• [Work instruction]: Each line below from the one containing "pub use pump::MessagePump;" through the one containing "pub use super::*;" should be output exactly as it stands, and no other line should appear.

** Information given follows **

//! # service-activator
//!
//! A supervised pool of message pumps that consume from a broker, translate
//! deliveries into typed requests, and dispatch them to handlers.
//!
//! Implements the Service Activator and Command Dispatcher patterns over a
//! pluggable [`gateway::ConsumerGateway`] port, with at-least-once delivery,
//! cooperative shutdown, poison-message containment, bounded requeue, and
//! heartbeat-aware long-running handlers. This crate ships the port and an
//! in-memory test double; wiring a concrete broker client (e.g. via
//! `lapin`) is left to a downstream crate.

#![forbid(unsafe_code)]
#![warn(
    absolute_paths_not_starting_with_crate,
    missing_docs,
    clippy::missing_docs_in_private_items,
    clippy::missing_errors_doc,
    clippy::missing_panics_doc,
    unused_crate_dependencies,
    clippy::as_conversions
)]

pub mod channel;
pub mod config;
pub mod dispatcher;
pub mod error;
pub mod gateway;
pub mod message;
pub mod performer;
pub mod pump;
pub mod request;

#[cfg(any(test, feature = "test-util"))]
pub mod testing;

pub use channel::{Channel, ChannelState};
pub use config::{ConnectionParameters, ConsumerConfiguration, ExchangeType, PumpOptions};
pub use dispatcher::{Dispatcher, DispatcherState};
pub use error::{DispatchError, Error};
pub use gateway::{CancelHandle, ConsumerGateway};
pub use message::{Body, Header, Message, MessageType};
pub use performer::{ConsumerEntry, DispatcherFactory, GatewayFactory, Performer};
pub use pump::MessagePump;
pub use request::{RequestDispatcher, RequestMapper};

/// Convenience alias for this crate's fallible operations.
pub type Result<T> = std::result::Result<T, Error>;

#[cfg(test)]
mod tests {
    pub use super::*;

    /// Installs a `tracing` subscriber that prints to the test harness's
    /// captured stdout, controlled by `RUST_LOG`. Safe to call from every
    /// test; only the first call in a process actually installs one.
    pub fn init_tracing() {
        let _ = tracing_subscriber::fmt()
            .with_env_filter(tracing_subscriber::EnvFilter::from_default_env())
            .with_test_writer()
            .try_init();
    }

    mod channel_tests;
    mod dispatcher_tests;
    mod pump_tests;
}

** End of Information given **
** Information given follows **

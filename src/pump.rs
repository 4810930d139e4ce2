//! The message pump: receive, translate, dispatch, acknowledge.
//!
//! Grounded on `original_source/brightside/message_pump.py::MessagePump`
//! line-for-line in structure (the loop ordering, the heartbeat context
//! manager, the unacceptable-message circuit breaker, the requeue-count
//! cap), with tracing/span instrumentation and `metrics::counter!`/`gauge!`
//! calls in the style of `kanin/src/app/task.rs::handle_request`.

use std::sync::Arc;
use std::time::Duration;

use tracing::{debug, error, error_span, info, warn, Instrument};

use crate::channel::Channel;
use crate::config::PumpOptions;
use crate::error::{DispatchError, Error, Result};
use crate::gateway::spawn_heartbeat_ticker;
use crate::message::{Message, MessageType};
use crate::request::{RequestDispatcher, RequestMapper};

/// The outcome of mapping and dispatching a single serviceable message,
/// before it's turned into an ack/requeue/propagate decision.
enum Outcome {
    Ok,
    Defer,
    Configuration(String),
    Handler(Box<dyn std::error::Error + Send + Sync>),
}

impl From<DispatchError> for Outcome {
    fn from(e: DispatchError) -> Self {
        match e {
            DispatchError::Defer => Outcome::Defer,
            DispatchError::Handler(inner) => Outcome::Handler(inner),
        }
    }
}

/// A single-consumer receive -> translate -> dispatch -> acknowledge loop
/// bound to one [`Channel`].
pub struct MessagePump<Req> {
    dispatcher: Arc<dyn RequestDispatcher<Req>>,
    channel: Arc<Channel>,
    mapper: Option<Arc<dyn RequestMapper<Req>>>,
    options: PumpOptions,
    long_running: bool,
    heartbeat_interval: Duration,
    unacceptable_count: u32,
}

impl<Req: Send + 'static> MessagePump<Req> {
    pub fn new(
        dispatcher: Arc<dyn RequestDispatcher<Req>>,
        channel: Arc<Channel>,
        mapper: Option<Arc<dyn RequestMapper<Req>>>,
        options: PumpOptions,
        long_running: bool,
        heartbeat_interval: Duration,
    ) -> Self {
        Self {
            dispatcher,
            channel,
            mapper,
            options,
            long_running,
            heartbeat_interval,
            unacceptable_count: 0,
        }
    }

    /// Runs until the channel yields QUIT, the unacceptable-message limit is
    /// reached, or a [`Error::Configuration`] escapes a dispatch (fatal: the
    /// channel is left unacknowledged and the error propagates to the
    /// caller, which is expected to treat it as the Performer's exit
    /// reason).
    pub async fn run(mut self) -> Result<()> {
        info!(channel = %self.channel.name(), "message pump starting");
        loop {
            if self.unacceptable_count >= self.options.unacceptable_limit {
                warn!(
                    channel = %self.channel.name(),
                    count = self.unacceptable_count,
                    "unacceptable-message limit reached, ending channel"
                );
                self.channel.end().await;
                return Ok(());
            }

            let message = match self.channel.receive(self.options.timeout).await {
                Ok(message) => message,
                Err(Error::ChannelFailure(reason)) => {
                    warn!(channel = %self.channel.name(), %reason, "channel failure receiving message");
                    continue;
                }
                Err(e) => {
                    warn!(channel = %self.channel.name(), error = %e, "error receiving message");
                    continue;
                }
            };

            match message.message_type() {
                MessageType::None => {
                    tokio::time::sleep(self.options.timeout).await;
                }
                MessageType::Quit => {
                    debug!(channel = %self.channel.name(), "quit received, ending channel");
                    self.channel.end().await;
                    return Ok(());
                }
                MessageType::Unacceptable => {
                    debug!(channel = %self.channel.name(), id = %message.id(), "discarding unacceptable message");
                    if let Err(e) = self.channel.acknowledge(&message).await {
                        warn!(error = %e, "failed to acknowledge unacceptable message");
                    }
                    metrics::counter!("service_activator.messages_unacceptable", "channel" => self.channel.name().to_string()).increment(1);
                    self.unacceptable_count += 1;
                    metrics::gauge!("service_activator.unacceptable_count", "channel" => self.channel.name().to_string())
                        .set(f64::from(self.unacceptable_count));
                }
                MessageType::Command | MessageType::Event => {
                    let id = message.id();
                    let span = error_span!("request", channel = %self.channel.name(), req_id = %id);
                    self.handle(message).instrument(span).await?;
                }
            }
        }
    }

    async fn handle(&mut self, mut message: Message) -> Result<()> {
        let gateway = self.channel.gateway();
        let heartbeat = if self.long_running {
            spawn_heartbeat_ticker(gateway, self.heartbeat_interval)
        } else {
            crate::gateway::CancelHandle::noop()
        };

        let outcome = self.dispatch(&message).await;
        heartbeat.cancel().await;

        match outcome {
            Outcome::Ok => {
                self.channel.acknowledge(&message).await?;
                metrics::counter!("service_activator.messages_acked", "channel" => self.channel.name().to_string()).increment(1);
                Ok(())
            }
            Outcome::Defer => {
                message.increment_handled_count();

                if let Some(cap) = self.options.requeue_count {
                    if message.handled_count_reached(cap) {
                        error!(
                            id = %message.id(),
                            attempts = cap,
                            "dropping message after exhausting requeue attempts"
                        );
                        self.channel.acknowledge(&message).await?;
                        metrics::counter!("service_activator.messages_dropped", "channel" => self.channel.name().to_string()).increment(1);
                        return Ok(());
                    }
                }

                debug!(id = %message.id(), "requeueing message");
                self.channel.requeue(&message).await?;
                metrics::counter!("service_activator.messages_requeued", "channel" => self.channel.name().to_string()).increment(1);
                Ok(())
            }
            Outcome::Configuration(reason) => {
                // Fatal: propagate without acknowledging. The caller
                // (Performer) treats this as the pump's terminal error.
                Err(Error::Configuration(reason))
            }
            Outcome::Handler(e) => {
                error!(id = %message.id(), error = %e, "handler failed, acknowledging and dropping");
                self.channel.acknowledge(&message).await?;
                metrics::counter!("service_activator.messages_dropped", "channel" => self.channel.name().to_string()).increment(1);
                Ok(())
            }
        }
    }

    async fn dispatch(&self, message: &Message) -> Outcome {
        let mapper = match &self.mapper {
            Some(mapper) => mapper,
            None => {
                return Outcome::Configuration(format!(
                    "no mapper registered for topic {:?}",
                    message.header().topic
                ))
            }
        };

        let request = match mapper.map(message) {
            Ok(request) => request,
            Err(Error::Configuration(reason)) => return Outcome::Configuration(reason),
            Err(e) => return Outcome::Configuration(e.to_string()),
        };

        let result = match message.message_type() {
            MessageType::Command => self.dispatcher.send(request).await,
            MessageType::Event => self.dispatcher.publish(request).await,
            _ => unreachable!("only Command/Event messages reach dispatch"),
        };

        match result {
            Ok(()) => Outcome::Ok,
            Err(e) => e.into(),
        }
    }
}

** End of Information given **

• [Answer for the task]:
pub use pump::MessagePump;
pub use request::{RequestDispatcher, RequestMapper};

/// Convenience alias for this crate's fallible operations.
pub type Result<T> = std::result::Result<T, Error>;

#[cfg(test)]
mod tests {
    pub use super::*;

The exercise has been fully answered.